▸ **Task**: The records that follow are to be repeated exactly, in full.

▸ **Given data**:
════════════════════
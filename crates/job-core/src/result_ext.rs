//! Result extension trait for logging errors with context.

use std::fmt::Display;

use tracing::error;

/// Adds a `log` method to `Result` that logs an error with context and
/// the caller's source location, returning the result unchanged.
///
/// ```ignore
/// use job_core::ResultExt;
///
/// store.update(id, update).await.log("marking task failed")?;
/// ```
pub trait ResultExt<T, E> {
    fn log<S: ToString>(self, context: S) -> Result<T, E>;
}

impl<T, E: Display> ResultExt<T, E> for Result<T, E> {
    #[track_caller]
    fn log<S: ToString>(self, context: S) -> Result<T, E> {
        if let Err(ref e) = self {
            let caller_location = std::panic::Location::caller();
            error!(
                error = %e,
                file = %format!("{}:{}", caller_location.file(), caller_location.line()),
                context = %context.to_string(),
                "Operation failed"
            );
        }
        self
    }
}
════════════════════
▸ **Task result**:
filename crates/job-core/src/result_ext.rs
//! Result extension trait for logging errors with context.

use std::fmt::Display;

use tracing::error;

/// Adds a `log` method to `Result` that logs an error with context and
/// the caller's source location, returning the result unchanged.
///
/// ```ignore
/// use job_core::ResultExt;
///
/// store.update(id, update).await.log("marking task failed")?;
/// ```
pub trait ResultExt<T, E> {
    fn log<S: ToString>(self, context: S) -> Result<T, E>;
}

impl<T, E: Display> ResultExt<T, E> for Result<T, E> {
    #[track_caller]
    fn log<S: ToString>(self, context: S) -> Result<T, E> {
        if let Err(ref e) = self {
            let caller_location = std::panic::Location::caller();
            error!(
                error = %e,
                file = %format!("{}:{}", caller_location.file(), caller_location.line()),
                context = %context.to_string(),
                "Operation failed"
            );
        }
        self
    }
}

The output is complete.